───── Available records ─────

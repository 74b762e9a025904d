//! Transform chain execution.

use super::config::TransformChainConfig;
use super::types::TransformChainResult;
use crate::error::Result;
use crate::greedy::{open_chain, search_seeds};
use crate::pairwise::{CostSource, RigidTransform2D};
use crate::tour::{Tour, TourKind};
use tracing::info;

/// Greedy open chain that also accumulates, per item, the composition of
/// the edge transforms leading to it from the seed.
///
/// For consecutive items `a → b` of the chain,
/// `cumulative[b] = T(a → b) ∘ cumulative[a]` with `cumulative[seed]` the
/// identity.
///
/// The cost source must carry transforms (e.g. built with
/// [`CompareMode::WithTransform`](crate::pairwise::CompareMode::WithTransform));
/// a chain edge without one fails with
/// [`OrderError::MissingTransform`](crate::OrderError::MissingTransform).
#[derive(Debug, Clone, Default)]
pub struct TransformChainBuilder {
    config: TransformChainConfig,
}

impl TransformChainBuilder {
    pub fn new(config: TransformChainConfig) -> Self {
        Self { config }
    }

    pub fn config(&self) -> &TransformChainConfig {
        &self.config
    }

    pub fn run<S: CostSource + ?Sized>(&self, costs: &mut S) -> Result<TransformChainResult> {
        let n = costs.len();
        self.config.validate(n)?;

        let best = search_seeds(costs, self.config.seed, open_chain::<S>)?;

        let mut transforms = vec![RigidTransform2D::identity(); n];
        for edge in best.order.windows(2) {
            let (from, to) = (edge[0], edge[1]);
            let step = costs.transform(from, to)?;
            transforms[to] = step.compose(&transforms[from]);
        }

        info!(
            items = n,
            seed = best.seed,
            total_cost = best.total_cost,
            seeds = best.seeds_evaluated,
            "transform chain built"
        );

        Ok(TransformChainResult {
            tour: Tour::from_validated(best.order, TourKind::Open),
            total_cost: best.total_cost,
            seed: best.seed,
            seeds_evaluated: best.seeds_evaluated,
            transforms,
            metrics: costs.metrics(),
        })
    }
}

#[cfg(test)]
mod tests {
    use super::*;
    use crate::error::OrderError;
    use crate::order::TransformApply;
    use crate::pairwise::{
        line_items, CompareMode, Comparison, CostMatrixBuilder, CostMatrixConfig, CostTable,
        LineEngine,
    };

    const TOL: f64 = 1e-9;

    #[test]
    fn test_seed_has_identity_and_first_edge_is_exact() {
        let t01 = RigidTransform2D::new(15.0, 1.0, -1.0, false);
        let t12 = RigidTransform2D::new(200.0, 0.5, 2.0, true);
        let mut table = CostTable::from_fn(3, |lo, hi| match (lo, hi) {
            (0, 1) => Comparison::with_transform(1.0, t01),
            (1, 2) => Comparison::with_transform(1.0, t12),
            _ => Comparison::with_transform(10.0, RigidTransform2D::identity()),
        });
        let result = TransformChainBuilder::new(TransformChainConfig::default().with_seed(0))
            .run(&mut table)
            .unwrap();

        assert_eq!(result.tour.order(), &[0, 1, 2]);
        assert!(result.transforms[0].approx_eq(&RigidTransform2D::identity(), TOL));
        assert!(result.transforms[1].approx_eq(&t01, TOL));
        assert!(result.transforms[2].approx_eq(&t12.compose(&t01), TOL));
    }

    #[test]
    fn test_reverse_edges_use_inverse() {
        let t01 = RigidTransform2D::new(90.0, 3.0, 0.0, false);
        let mut table = CostTable::from_fn(2, |_, _| Comparison::with_transform(1.0, t01));
        let result = TransformChainBuilder::new(TransformChainConfig::default().with_seed(1))
            .run(&mut table)
            .unwrap();
        assert_eq!(result.tour.order(), &[1, 0]);
        assert!(result.transforms[0].approx_eq(&t01.inverse(), TOL));
    }

    #[test]
    fn test_shifts_accumulate_along_chain() {
        let engine = LineEngine::new();
        let items = line_items(&[0.0, 1.0, 3.0, 6.0]);
        let builder = CostMatrixBuilder::new(&engine)
            .with_config(CostMatrixConfig::default().with_mode(CompareMode::WithTransform));
        let mut costs = builder.on_demand(&items).unwrap();
        let result = TransformChainBuilder::default().run(&mut costs).unwrap();

        // Every cumulative shift is the offset from the seed.
        let seed_x = items[result.seed].1;
        for (i, t) in result.transforms.iter().enumerate() {
            assert!((t.tx - (items[i].1 - seed_x)).abs() < TOL);
        }
    }

    #[test]
    fn test_missing_transform() {
        let mut table = CostTable::from_fn(3, |lo, hi| Comparison::cost_only((hi - lo) as f64));
        let err = TransformChainBuilder::default().run(&mut table).unwrap_err();
        assert!(matches!(err, OrderError::MissingTransform { .. }));
    }

    #[test]
    fn test_empty_input() {
        let mut table = CostTable::from_fn(0, |_, _| unreachable!());
        assert!(matches!(
            TransformChainBuilder::default().run(&mut table),
            Err(OrderError::EmptyInput)
        ));
    }

    struct ShiftX;

    impl TransformApply for ShiftX {
        type Item = f64;

        fn resample(&self, item: &f64, transform: &RigidTransform2D) -> f64 {
            transform.apply(*item, 0.0).0
        }
    }

    #[test]
    fn test_resample_all_maps_into_seed_frame() {
        let engine = LineEngine::new();
        let items = line_items(&[2.0, 5.0, 3.0]);
        let builder = CostMatrixBuilder::new(&engine)
            .with_config(CostMatrixConfig::default().with_mode(CompareMode::WithTransform));
        let mut costs = builder.on_demand(&items).unwrap();
        let result = TransformChainBuilder::new(TransformChainConfig::default().with_seed(0))
            .run(&mut costs)
            .unwrap();

        let xs: Vec<f64> = items.iter().map(|&(_, x)| x).collect();
        let out = result.resample_all(&xs, &ShiftX).unwrap();
        assert_eq!(out.len(), 3);
        for x in out {
            assert!((x - 2.0).abs() < TOL, "resampled to {x}, seed sits at 2.0");
        }
        let back = result.to_seed_frame(1).unwrap().apply(5.0, 0.0).0;
        assert!((back - 2.0).abs() < TOL);
        assert!(result.to_seed_frame(3).is_none());
    }

    #[test]
    fn test_resample_all_rejects_wrong_item_count() {
        let t = RigidTransform2D::new(0.0, 2.0, 0.0, false);
        let mut table = CostTable::from_fn(2, |_, _| Comparison::with_transform(1.0, t));
        let result = TransformChainBuilder::default().run(&mut table).unwrap();
        assert!(matches!(
            result.resample_all(&[5.0], &ShiftX),
            Err(OrderError::InvalidArgument(_))
        ));
    }
}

─────

What you need to do.
Your answer must consist solely of the lines from the top of the entries above through the line containing "use tracing::info;", copied exactly, both ends included.

Finished task.
repository 74b762e9a025904d
//! Transform chain execution.

use super::config::TransformChainConfig;
use super::types::TransformChainResult;
use crate::error::Result;
use crate::greedy::{open_chain, search_seeds};
use crate::pairwise::{CostSource, RigidTransform2D};
use crate::tour::{Tour, TourKind};
use tracing::info;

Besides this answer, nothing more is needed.